Culture Clash
Faktenmärchen. Gibt es aus biologischer Sicht mehr als zwei Geschlechter? Und gibt es zu seriös und unseriös in Medien und Politik eine dritte Kategorie (nicht bloß Abstufungen)?
Karl Nehammer sagte in „Heute“am 30. Jänner: „Es gibt biologisch gesehen nur zwei Geschlechter – Mann und Frau.“Dagegen hat nach dreiwöchiger Recherche das „profil“in dem als „Faktencheck“ausgewiesenen Artikel „Das Kanzler-Märchen von Mann und Frau“behauptet: „Die Biologie beweist das Gegenteil.“Das allerdings ist nicht einhellige Ansicht heutiger Biologen. Gibt es doch nur weibliche und männliche Keimzellen, weibliche und männliche Geschlechtsmerkmale und weibliche und männliche Sexualhormone und von all dem keine dritte Art.
Das bestätigt sogar im Artikel die Autorin selbst, wenn sie Intersexuelle anführt, die „meist die Merkmale beider Geschlechter in sich“tragen. Beide Geschlechter – also zwei. Auch der einzige zitierte Biologe spricht nicht von mehreren Geschlechtern, sondern von Chromosomen-Anomalien. Anomalien sind keine Grundkategorien. Es fällt auch an anderen Orten auf, dass selbst jene Wissenschaftler, die als Kronzeugen aufgerufen werden, ungern ausdrücklich von mehr als zwei Geschlechtern reden. Natürlich kann man jede Mischungsvariante weiblicher und männlicher Merkmale als eigenes Geschlecht definieren. Aber dann gäbe es so viele Geschlechter, wie es Menschen gibt.

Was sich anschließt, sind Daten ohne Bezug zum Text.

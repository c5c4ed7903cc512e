//! Benchmarks for descriptor parsing and layout.

use std::fs;
use std::path::PathBuf;

use criterion::{black_box, criterion_group, criterion_main, Criterion};

use dlgview::parser::parse_descriptor;
use dlgview::types::{resolve_geometry, MarginMode};
use dlgview::DialogPreview;

fn fixtures_dir() -> PathBuf {
    PathBuf::from(env!("CARGO_MANIFEST_DIR"))
        .join("tests")
        .join("fixtures")
}

fn load_fixture(name: &str) -> String {
    fs::read_to_string(fixtures_dir().join(name)).unwrap()
}

/// A display with `n` controls inside a `controls` container.
fn generated_dialog(n: usize) -> String {
    let mut source = String::from("class Generated {\n    idd = 9000;\n    class controls {\n");
    for i in 0..n {
        let x = (i % 20) as f64 * 0.045;
        let y = (i / 20) as f64 * 0.03;
        source.push_str(&format!(
            "        class Cell{i}: RscText {{ idc = {}; x = {x:.3}; y = {y:.3}; w = 0.04; h = 0.025; text = \"#{i}\"; }};\n",
            9000 + i
        ));
    }
    source.push_str("    };\n};\n");
    source
}

fn bench_parsing(c: &mut Criterion) {
    let mut group = c.benchmark_group("parsing");

    let shop = load_fixture("shop.hpp");
    let large = generated_dialog(500);

    group.bench_function("parse_shop", |b| {
        b.iter(|| parse_descriptor(black_box(&shop)).unwrap())
    });

    group.bench_function("parse_generated_500", |b| {
        b.iter(|| parse_descriptor(black_box(&large)).unwrap())
    });

    group.finish();
}

fn bench_layout(c: &mut Criterion) {
    let mut group = c.benchmark_group("layout");

    let large = generated_dialog(500);
    let parsed = parse_descriptor(&large).unwrap();

    group.bench_function("resolve_geometry_500", |b| {
        b.iter(|| resolve_geometry(black_box(&parsed.controls)))
    });

    group.bench_function("normalize_margins_500", |b| {
        let layout = resolve_geometry(&parsed.controls).layout;
        b.iter(|| black_box(layout.clone()).normalize_margins())
    });

    group.bench_function("preview_truncated_500", |b| {
        b.iter(|| DialogPreview::from_source(black_box(&large), MarginMode::Truncated).unwrap())
    });

    group.finish();
}

criterion_group!(benches, bench_parsing, bench_layout);
criterion_main!(benches);
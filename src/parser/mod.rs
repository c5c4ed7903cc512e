//! Parser for dialog descriptor files.
//!
//! A descriptor is a config-style text file: an outer display class with
//! nested control classes, each holding `name = value;` properties.
//!
//! ```text
//! class MyDialog {
//!     idd = 4100;
//!     class Controls {
//!         class Title: RscText {
//!             idc = 1000;
//!             x = 0.1; y = 0.05; w = 0.5; h = 0.04;
//!         };
//!     };
//! };
//! ```
//!
//! # Usage
//!
//! ```ignore
//! use dlgview::parser::parse_descriptor;
//!
//! let source = std::fs::read_to_string("dialogs/shop.hpp")?;
//! let parsed = parse_descriptor(&source)?;
//!
//! for control in &parsed.controls {
//!     println!("{} at offset {}", control.name, control.offset);
//! }
//! ```

mod header;
mod scanner;
mod source;
pub mod span;
pub mod state;

pub use header::{match_assignment, match_class_header, Assignment, ClassHeader};
pub use scanner::{parse_descriptor, Incomplete, ParsedDialog};
pub use source::{mask_source, Cursor, Segment, SegmentKind};
pub use span::{offset_to_location, Location};
pub use state::{transition, ScanState, Step, Transition};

Was den sozialen Begriff des Geschlechts, die Selbstwahrnehmung und das Leid vieler mit ihrem Körper betrifft, ist eine andere Geschichte. Die Kontroverse um die biologische Sicht ist jedenfalls erhellend: Sie zeigt uns, dass „Faktencheck“auch nur normaler, mehr oder weniger ideologiegetriebener Journalismus ist. Weiters, dass die Frage der Geschlechteridentität so sehr Überzeugungssache ist, dass selbst seriöse Journalisten (gibt es neben seriösen und unseriösen eine dritte Kategorie?) ihre Widersprüche übersehen. Und schließlich, wie heikel es ist, wissenschaftliche Klarheit zu beanspruchen (wie auch in ORF III: „Meine Kollegin aus dem Wissenschaftsressort […] ist zu dem Schluss gekommen: Diese Aussage ist falsch.“) Umso mehr noch, wenn etwa in der Transsexualität zur biologischen Faktenlage die medizinische hinzukommt, die noch viel unklarer ist.
Was man „Wissenschaftsleugnung“nennt, ist vielleicht oft nicht Skepsis gegenüber der Wissenschaft, sondern gegenüber den Absichten jener, die sich mit der Berufung auf „die Wissenschaft“unangreifbar machen wollen. Dass das „profil“so was checkt, ist schon okay. Es kann sich aber auch eine Aversion gegen den Begriff „Fakten“entwickeln, wenn Faktenchecks vermuten lassen, dass auch andere Interessen als der reine Wille zur Aufklärung im Spiel sein könnten.